- [WORK ORDER]:
What is needed here is an exact copy of all the records below.

- [Saved data entries]:
—————

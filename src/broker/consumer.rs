use async_trait::async_trait;
use std::sync::Arc;
use std::thread::{self, JoinHandle};
use std::time::Duration;
use tracing::{debug, error, info, warn};

use super::interface::Broker;
use crate::config::BrokerConfig;
use crate::errors::Result;
use crate::shutdown::StopFlag;

/// Processes one delivery. The loop acknowledges the message after this
/// returns, whether it succeeded or not: a handler error is a terminal drop.
#[async_trait]
pub trait DeliveryHandler: Send + 'static {
    async fn handle(&mut self, payload: &[u8]) -> Result<()>;
}

#[derive(Debug, Clone, Copy)]
pub struct ConsumerSettings {
    /// Upper bound on how long a poll waits before re-checking the stop flag
    pub poll_interval: Duration,
    pub reconnect_delay: Duration,
}

impl Default for ConsumerSettings {
    fn default() -> Self {
        Self {
            poll_interval: Duration::from_secs(1),
            reconnect_delay: Duration::from_secs(1),
        }
    }
}

impl ConsumerSettings {
    pub fn from_config(config: &BrokerConfig) -> Self {
        Self {
            poll_interval: config.poll_interval(),
            reconnect_delay: config.reconnect_delay(),
        }
    }
}

/// A consume loop running on its own OS thread with its own single-threaded
/// runtime, so broker polling never runs on the server's event loop.
pub struct ConsumerWorker {
    queue: String,
    thread: JoinHandle<()>,
}

impl ConsumerWorker {
    pub fn spawn<H: DeliveryHandler>(
        broker: Arc<dyn Broker>,
        queue: &str,
        handler: H,
        stop: StopFlag,
        settings: ConsumerSettings,
    ) -> std::io::Result<Self> {
        let queue_name = queue.to_string();
        let thread = thread::Builder::new()
            .name(format!("consumer-{queue}"))
            .spawn(move || {
                let runtime = match tokio::runtime::Builder::new_current_thread()
                    .enable_all()
                    .build()
                {
                    Ok(runtime) => runtime,
                    Err(e) => {
                        error!("Failed to build consumer runtime for '{}': {}", queue_name, e);
                        return;
                    }
                };
                runtime.block_on(consume_loop(broker, queue_name, handler, stop, settings));
            })?;

        info!("Started consumer thread for '{}'", queue);
        Ok(Self {
            queue: queue.to_string(),
            thread,
        })
    }

    pub fn queue(&self) -> &str {
        &self.queue
    }

    pub fn is_finished(&self) -> bool {
        self.thread.is_finished()
    }

    /// Block until the loop has exited. Set the stop flag first.
    pub fn join(self) {
        if self.thread.join().is_err() {
            error!("Consumer thread for '{}' panicked", self.queue);
        } else {
            info!("'{}' consumer thread closed", self.queue);
        }
    }
}

async fn consume_loop<H: DeliveryHandler>(
    broker: Arc<dyn Broker>,
    queue: String,
    mut handler: H,
    stop: StopFlag,
    settings: ConsumerSettings,
) {
    while !stop.is_set() {
        let mut consumer = match broker.consume(&queue).await {
            Ok(consumer) => consumer,
            Err(e) => {
                error!("Failed to start consumer on '{}': {}", queue, e);
                tokio::time::sleep(settings.reconnect_delay.min(settings.poll_interval)).await;
                continue;
            }
        };

        info!("Waiting for messages on '{}'...", queue);
        while !stop.is_set() {
            let delivery = match consumer.next_delivery(settings.poll_interval).await {
                Ok(Some(delivery)) => delivery,
                Ok(None) => continue,
                Err(e) => {
                    error!("Error during message consumption on '{}': {}", queue, e);
                    break;
                }
            };

            debug!(
                "Received message {} from '{}' (redelivered: {})",
                delivery.tag, queue, delivery.redelivered
            );
            if let Err(e) = handler.handle(&delivery.payload).await {
                error!("Error processing message from '{}': {}", queue, e);
            }
            if let Err(e) = consumer.ack(&delivery).await {
                error!("Failed to acknowledge message on '{}': {}", queue, e);
                break;
            }
        }

        if let Err(e) = consumer.close().await {
            warn!("Error closing consumer on '{}': {}", queue, e);
        }
    }
    info!("Consumer loop for '{}' stopped", queue);
}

—————

- [EXPECTED ANSWER]:
filename src/broker/consumer.rs
use async_trait::async_trait;
use std::sync::Arc;
use std::thread::{self, JoinHandle};
use std::time::Duration;
use tracing::{debug, error, info, warn};

use super::interface::Broker;
use crate::config::BrokerConfig;
use crate::errors::Result;
use crate::shutdown::StopFlag;

/// Processes one delivery. The loop acknowledges the message after this
/// returns, whether it succeeded or not: a handler error is a terminal drop.
#[async_trait]
pub trait DeliveryHandler: Send + 'static {
    async fn handle(&mut self, payload: &[u8]) -> Result<()>;
}

#[derive(Debug, Clone, Copy)]
pub struct ConsumerSettings {
    /// Upper bound on how long a poll waits before re-checking the stop flag
    pub poll_interval: Duration,
    pub reconnect_delay: Duration,
}

impl Default for ConsumerSettings {
    fn default() -> Self {
        Self {
            poll_interval: Duration::from_secs(1),
            reconnect_delay: Duration::from_secs(1),
        }
    }
}

impl ConsumerSettings {
    pub fn from_config(config: &BrokerConfig) -> Self {
        Self {
            poll_interval: config.poll_interval(),
            reconnect_delay: config.reconnect_delay(),
        }
    }
}

/// A consume loop running on its own OS thread with its own single-threaded
/// runtime, so broker polling never runs on the server's event loop.
pub struct ConsumerWorker {
    queue: String,
    thread: JoinHandle<()>,
}

impl ConsumerWorker {
    pub fn spawn<H: DeliveryHandler>(
        broker: Arc<dyn Broker>,
        queue: &str,
        handler: H,
        stop: StopFlag,
        settings: ConsumerSettings,
    ) -> std::io::Result<Self> {
        let queue_name = queue.to_string();
        let thread = thread::Builder::new()
            .name(format!("consumer-{queue}"))
            .spawn(move || {
                let runtime = match tokio::runtime::Builder::new_current_thread()
                    .enable_all()
                    .build()
                {
                    Ok(runtime) => runtime,
                    Err(e) => {
                        error!("Failed to build consumer runtime for '{}': {}", queue_name, e);
                        return;
                    }
                };
                runtime.block_on(consume_loop(broker, queue_name, handler, stop, settings));
            })?;

        info!("Started consumer thread for '{}'", queue);
        Ok(Self {
            queue: queue.to_string(),
            thread,
        })
    }

    pub fn queue(&self) -> &str {
        &self.queue
    }

    pub fn is_finished(&self) -> bool {
        self.thread.is_finished()
    }

    /// Block until the loop has exited. Set the stop flag first.
    pub fn join(self) {
        if self.thread.join().is_err() {
            error!("Consumer thread for '{}' panicked", self.queue);
        } else {
            info!("'{}' consumer thread closed", self.queue);
        }
    }
}

async fn consume_loop<H: DeliveryHandler>(
    broker: Arc<dyn Broker>,
    queue: String,
    mut handler: H,
    stop: StopFlag,
    settings: ConsumerSettings,
) {
    while !stop.is_set() {
        let mut consumer = match broker.consume(&queue).await {
            Ok(consumer) => consumer,
            Err(e) => {
                error!("Failed to start consumer on '{}': {}", queue, e);
                tokio::time::sleep(settings.reconnect_delay.min(settings.poll_interval)).await;
                continue;
            }
        };

        info!("Waiting for messages on '{}'...", queue);
        while !stop.is_set() {
            let delivery = match consumer.next_delivery(settings.poll_interval).await {
                Ok(Some(delivery)) => delivery,
                Ok(None) => continue,
                Err(e) => {
                    error!("Error during message consumption on '{}': {}", queue, e);
                    break;
                }
            };

            debug!(
                "Received message {} from '{}' (redelivered: {})",
                delivery.tag, queue, delivery.redelivered
            );
            if let Err(e) = handler.handle(&delivery.payload).await {
                error!("Error processing message from '{}': {}", queue, e);
            }
            if let Err(e) = consumer.ack(&delivery).await {
                error!("Failed to acknowledge message on '{}': {}", queue, e);
                break;
            }
        }

        if let Err(e) = consumer.close().await {
            warn!("Error closing consumer on '{}': {}", queue, e);
        }
    }
    info!("Consumer loop for '{}' stopped", queue);
}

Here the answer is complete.